------ SUPPLIED RECORDS ------

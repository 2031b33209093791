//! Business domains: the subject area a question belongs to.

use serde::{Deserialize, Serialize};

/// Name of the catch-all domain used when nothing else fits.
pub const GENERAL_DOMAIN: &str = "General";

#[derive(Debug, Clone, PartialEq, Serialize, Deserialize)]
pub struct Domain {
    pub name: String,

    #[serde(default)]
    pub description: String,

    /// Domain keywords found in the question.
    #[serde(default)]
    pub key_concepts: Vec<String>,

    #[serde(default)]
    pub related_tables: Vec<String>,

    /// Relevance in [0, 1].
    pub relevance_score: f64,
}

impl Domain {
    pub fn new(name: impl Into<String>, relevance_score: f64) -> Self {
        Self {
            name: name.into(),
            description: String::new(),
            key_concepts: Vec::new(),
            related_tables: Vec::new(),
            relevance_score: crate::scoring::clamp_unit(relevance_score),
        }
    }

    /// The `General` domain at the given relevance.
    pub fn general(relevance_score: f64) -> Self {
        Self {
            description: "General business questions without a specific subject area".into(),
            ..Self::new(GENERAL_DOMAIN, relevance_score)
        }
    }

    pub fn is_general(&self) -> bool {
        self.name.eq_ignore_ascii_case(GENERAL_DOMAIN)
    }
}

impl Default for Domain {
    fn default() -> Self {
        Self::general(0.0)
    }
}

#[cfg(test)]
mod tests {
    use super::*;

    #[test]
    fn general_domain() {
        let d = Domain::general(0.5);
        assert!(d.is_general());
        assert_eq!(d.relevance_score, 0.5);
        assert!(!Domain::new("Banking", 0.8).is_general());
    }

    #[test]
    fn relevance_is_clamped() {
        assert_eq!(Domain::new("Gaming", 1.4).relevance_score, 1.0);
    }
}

------
------ SUPPLIED RECORDS ------

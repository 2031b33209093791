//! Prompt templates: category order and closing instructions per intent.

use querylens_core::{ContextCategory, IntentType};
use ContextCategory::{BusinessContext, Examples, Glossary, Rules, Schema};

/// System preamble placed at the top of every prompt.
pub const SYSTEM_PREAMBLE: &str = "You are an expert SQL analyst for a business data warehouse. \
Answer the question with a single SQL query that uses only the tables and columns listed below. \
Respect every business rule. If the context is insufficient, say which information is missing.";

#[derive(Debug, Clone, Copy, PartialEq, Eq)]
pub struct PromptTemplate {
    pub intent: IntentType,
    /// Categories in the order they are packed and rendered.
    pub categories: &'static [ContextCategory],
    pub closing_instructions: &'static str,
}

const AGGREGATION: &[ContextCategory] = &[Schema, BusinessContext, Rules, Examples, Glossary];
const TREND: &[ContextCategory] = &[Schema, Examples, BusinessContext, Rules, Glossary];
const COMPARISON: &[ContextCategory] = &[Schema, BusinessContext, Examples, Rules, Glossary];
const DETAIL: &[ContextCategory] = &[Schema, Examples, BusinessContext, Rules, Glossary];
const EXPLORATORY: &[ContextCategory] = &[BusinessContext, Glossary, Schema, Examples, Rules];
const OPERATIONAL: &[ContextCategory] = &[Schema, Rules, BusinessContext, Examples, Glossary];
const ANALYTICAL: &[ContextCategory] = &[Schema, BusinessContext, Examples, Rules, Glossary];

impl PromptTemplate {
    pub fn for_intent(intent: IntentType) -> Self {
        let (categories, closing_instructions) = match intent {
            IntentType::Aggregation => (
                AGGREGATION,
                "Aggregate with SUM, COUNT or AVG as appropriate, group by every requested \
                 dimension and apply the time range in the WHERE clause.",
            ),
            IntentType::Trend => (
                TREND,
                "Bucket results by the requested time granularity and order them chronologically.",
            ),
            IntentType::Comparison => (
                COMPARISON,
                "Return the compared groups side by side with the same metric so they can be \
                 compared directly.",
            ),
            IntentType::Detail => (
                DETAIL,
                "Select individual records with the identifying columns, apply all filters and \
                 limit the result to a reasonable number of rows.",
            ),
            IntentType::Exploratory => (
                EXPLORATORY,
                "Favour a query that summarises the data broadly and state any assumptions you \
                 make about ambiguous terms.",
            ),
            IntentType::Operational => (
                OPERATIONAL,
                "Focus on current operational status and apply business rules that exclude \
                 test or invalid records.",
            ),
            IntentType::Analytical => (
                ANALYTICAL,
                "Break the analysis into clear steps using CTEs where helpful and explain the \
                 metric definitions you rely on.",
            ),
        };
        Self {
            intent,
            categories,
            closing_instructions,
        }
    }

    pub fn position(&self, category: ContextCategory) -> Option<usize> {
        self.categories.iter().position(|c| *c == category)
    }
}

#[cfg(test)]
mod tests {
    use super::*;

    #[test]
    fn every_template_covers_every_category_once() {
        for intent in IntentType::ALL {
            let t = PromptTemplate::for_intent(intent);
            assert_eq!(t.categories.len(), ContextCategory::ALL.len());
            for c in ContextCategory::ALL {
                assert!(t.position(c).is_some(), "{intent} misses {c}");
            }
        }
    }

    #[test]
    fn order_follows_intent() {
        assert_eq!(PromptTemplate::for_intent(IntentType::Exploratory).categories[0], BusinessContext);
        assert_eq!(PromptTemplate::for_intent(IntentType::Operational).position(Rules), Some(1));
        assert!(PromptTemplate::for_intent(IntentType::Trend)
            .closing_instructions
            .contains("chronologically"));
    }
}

------

### TASK OBJECTIVE:
From the lines above, copy those that contain the word "PromptTemplate".

### COMPLETED EXERCISE:
pub struct PromptTemplate {
impl PromptTemplate {
            let t = PromptTemplate::for_intent(intent);
        assert_eq!(PromptTemplate::for_intent(IntentType::Exploratory).categories[0], BusinessContext);
        assert_eq!(PromptTemplate::for_intent(IntentType::Operational).position(Rules), Some(1));
        assert!(PromptTemplate::for_intent(IntentType::Trend)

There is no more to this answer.